YOUR INSTRUCTIONS:
Return the records exactly, from the first line through the "pub fn init(config: &LoggingConfig)" line.

Extracted data entries:
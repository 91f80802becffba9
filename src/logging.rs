//! Tracing setup: stderr plus an optional daily-rolling log file.

use color_eyre::{eyre::eyre, Result};
use tracing_appender::non_blocking::WorkerGuard;
use tracing_subscriber::{fmt, layer::SubscriberExt, util::SubscriberInitExt, EnvFilter};

use crate::config::LoggingConfig;

/// Install the global subscriber.
///
/// The returned guard flushes the file writer on drop and must be held for
/// the lifetime of the program.
pub fn init(config: &LoggingConfig) -> Result<Option<WorkerGuard>> {
  let filter =
    EnvFilter::try_from_default_env().unwrap_or_else(|_| EnvFilter::new(&config.level));

  let stderr_layer = fmt::layer().with_target(true).with_writer(std::io::stderr);

  let (file_layer, guard) = match &config.file {
    Some(path) => {
      let dir = path.parent().unwrap_or(std::path::Path::new("."));
      std::fs::create_dir_all(dir)
        .map_err(|e| eyre!("Failed to create log directory {}: {}", dir.display(), e))?;
      let file_name = path
        .file_name()
        .and_then(|n| n.to_str())
        .unwrap_or("offline-worker.log");

      let appender = tracing_appender::rolling::daily(dir, file_name);
      let (writer, guard) = tracing_appender::non_blocking(appender);
      let layer = fmt::layer().with_ansi(false).with_writer(writer);
      (Some(layer), Some(guard))
    }
    None => (None, None),
  };

  tracing_subscriber::registry()
    .with(filter)
    .with(stderr_layer)
    .with(file_layer)
    .try_init()
    .map_err(|e| eyre!("Failed to initialize logging: {}", e))?;

  Ok(guard)
}
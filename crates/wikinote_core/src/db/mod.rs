//! SQLite storage bootstrap and schema migration entry points.
//!
//! # Responsibility
//! - Open and configure SQLite connections for the wiki store.
//! - Apply schema migrations in deterministic order.
//!
//! # Invariants
//! - Migration version is tracked via `PRAGMA user_version`.
//! - Store code must not read/write records before migrations succeed.

use std::error::Error;
use std::fmt::{Display, Formatter};

pub mod migrations;
mod open;

pub use open::{open_db, open_db_in_memory};

pub type DbResult<T> = Result<T, DbError>;

#[derive(Debug)]
pub enum DbError {
    Sqlite(rusqlite::Error),
    UnsupportedSchemaVersion {
        db_version: u32,
        latest_supported: u32,
    },
}

impl Display for DbError {
    fn fmt(&self, f: &mut Formatter<'_>) -> std::fmt::Result {
        match self {
            Self::Sqlite(err) => write!(f, "{err}"),
            Self::UnsupportedSchemaVersion {
                db_version,
                latest_supported,
            } => write!(
                f,
                "database schema version {db_version} is newer than supported {latest_supported}"
            ),
        }
    }
}

impl Error for DbError {
    fn source(&self) -> Option<&(dyn Error + 'static)> {
        match self {
            Self::Sqlite(err) => Some(err),
            Self::UnsupportedSchemaVersion { .. } => None,
        }
    }
}

impl From<rusqlite::Error> for DbError {
    fn from(value: rusqlite::Error) -> Self {
        Self::Sqlite(value)
    }
}
//! Page domain model.
//!
//! # Responsibility
//! - Define the canonical page record returned by store reads.
//!
//! # Invariants
//! - `title`, `content` and `category_id` keep `None` distinct from `Some("")`.
//! - `category_id` is a plain reference; it may outlive the category it names.

use crate::model::category::CategoryId;
use serde::{Deserialize, Serialize};

/// Store-assigned page identifier.
pub type PageId = i64;

/// Label rendered for pages without a title.
pub const UNTITLED_LABEL: &str = "Untitled";

/// Rich-text document record.
#[derive(Debug, Clone, PartialEq, Eq, Serialize, Deserialize)]
#[serde(rename_all = "camelCase")]
pub struct Page {
    pub id: PageId,
    /// `None` means "untitled".
    pub title: Option<String>,
    /// Editor HTML markup. `None` means "empty".
    pub content: Option<String>,
    /// `None` means "uncategorized". Serialized as `categoryId`.
    pub category_id: Option<CategoryId>,
}

impl Page {
    /// Returns the title for list rendering, falling back to `Untitled`.
    ///
    /// Absent and empty titles both render as `Untitled`; the stored
    /// `title` still keeps them apart.
    pub fn display_title(&self) -> &str {
        self.title
            .as_deref()
            .filter(|title| !title.is_empty())
            .unwrap_or(UNTITLED_LABEL)
    }
}
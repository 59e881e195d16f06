//! Category repository contracts and SQLite implementation.
//!
//! # Responsibility
//! - Provide CRUD over the `categories` table.
//!
//! # Invariants
//! - Ids come from SQLite `AUTOINCREMENT` and are never reused.
//! - Deleting a category never touches `pages`.

use crate::model::category::{Category, CategoryId};
use crate::repo::{check_persisted_id, ensure_table_ready, RecordRef, RepoError, RepoResult};
use rusqlite::{params, Connection, Row};

const CATEGORY_SELECT_SQL: &str = "SELECT id, name FROM categories";

/// Repository interface for category CRUD operations.
pub trait CategoryRepository {
    /// Inserts one category and returns its newly assigned id.
    fn create_category(&self, name: &str) -> RepoResult<CategoryId>;
    /// Loads one category by id.
    fn get_category(&self, id: CategoryId) -> RepoResult<Option<Category>>;
    /// Lists all categories in insertion order.
    fn list_categories(&self) -> RepoResult<Vec<Category>>;
    /// Replaces the category name.
    fn rename_category(&self, id: CategoryId, name: &str) -> RepoResult<()>;
    /// Removes one category.
    fn delete_category(&self, id: CategoryId) -> RepoResult<()>;
}

/// SQLite-backed category repository.
pub struct SqliteCategoryRepository<'conn> {
    conn: &'conn Connection,
}

impl<'conn> SqliteCategoryRepository<'conn> {
    /// Constructs a repository from a migrated/ready connection.
    pub fn try_new(conn: &'conn Connection) -> RepoResult<Self> {
        ensure_table_ready(conn, "categories", &["id", "name", "updated_at"])?;
        Ok(Self { conn })
    }
}

impl CategoryRepository for SqliteCategoryRepository<'_> {
    fn create_category(&self, name: &str) -> RepoResult<CategoryId> {
        self.conn.execute(
            "INSERT INTO categories (name, created_at, updated_at)
             VALUES (
                ?1,
                (strftime('%s', 'now') * 1000),
                (strftime('%s', 'now') * 1000)
             );",
            [name],
        )?;
        Ok(self.conn.last_insert_rowid())
    }

    fn get_category(&self, id: CategoryId) -> RepoResult<Option<Category>> {
        let mut stmt = self
            .conn
            .prepare(&format!("{CATEGORY_SELECT_SQL} WHERE id = ?1;"))?;
        let mut rows = stmt.query([id])?;
        if let Some(row) = rows.next()? {
            return Ok(Some(parse_category_row(row)?));
        }

        Ok(None)
    }

    fn list_categories(&self) -> RepoResult<Vec<Category>> {
        let mut stmt = self
            .conn
            .prepare(&format!("{CATEGORY_SELECT_SQL} ORDER BY id ASC;"))?;
        let mut rows = stmt.query([])?;
        let mut categories = Vec::new();
        while let Some(row) = rows.next()? {
            categories.push(parse_category_row(row)?);
        }
        Ok(categories)
    }

    fn rename_category(&self, id: CategoryId, name: &str) -> RepoResult<()> {
        let changed = self.conn.execute(
            "UPDATE categories
             SET
                name = ?2,
                updated_at = (strftime('%s', 'now') * 1000)
             WHERE id = ?1;",
            params![id, name],
        )?;

        if changed == 0 {
            return Err(RepoError::NotFound(RecordRef::Category(id)));
        }

        Ok(())
    }

    fn delete_category(&self, id: CategoryId) -> RepoResult<()> {
        let changed = self
            .conn
            .execute("DELETE FROM categories WHERE id = ?1;", [id])?;

        if changed == 0 {
            return Err(RepoError::NotFound(RecordRef::Category(id)));
        }

        Ok(())
    }
}

fn parse_category_row(row: &Row<'_>) -> RepoResult<Category> {
    let id = check_persisted_id("categories", row.get("id")?)?;
    Ok(Category::new(id, row.get::<_, String>("name")?))
}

TASK RESULT:
repository 91f80802becffba9
filename src/logging.rs
//! Tracing setup: stderr plus an optional daily-rolling log file.

use color_eyre::{eyre::eyre, Result};
use tracing_appender::non_blocking::WorkerGuard;
use tracing_subscriber::{fmt, layer::SubscriberExt, util::SubscriberInitExt, EnvFilter};

use crate::config::LoggingConfig;

/// Install the global subscriber.
///
/// The returned guard flushes the file writer on drop and must be held for
/// the lifetime of the program.
pub fn init(config: &LoggingConfig) -> Result<Option<WorkerGuard>> {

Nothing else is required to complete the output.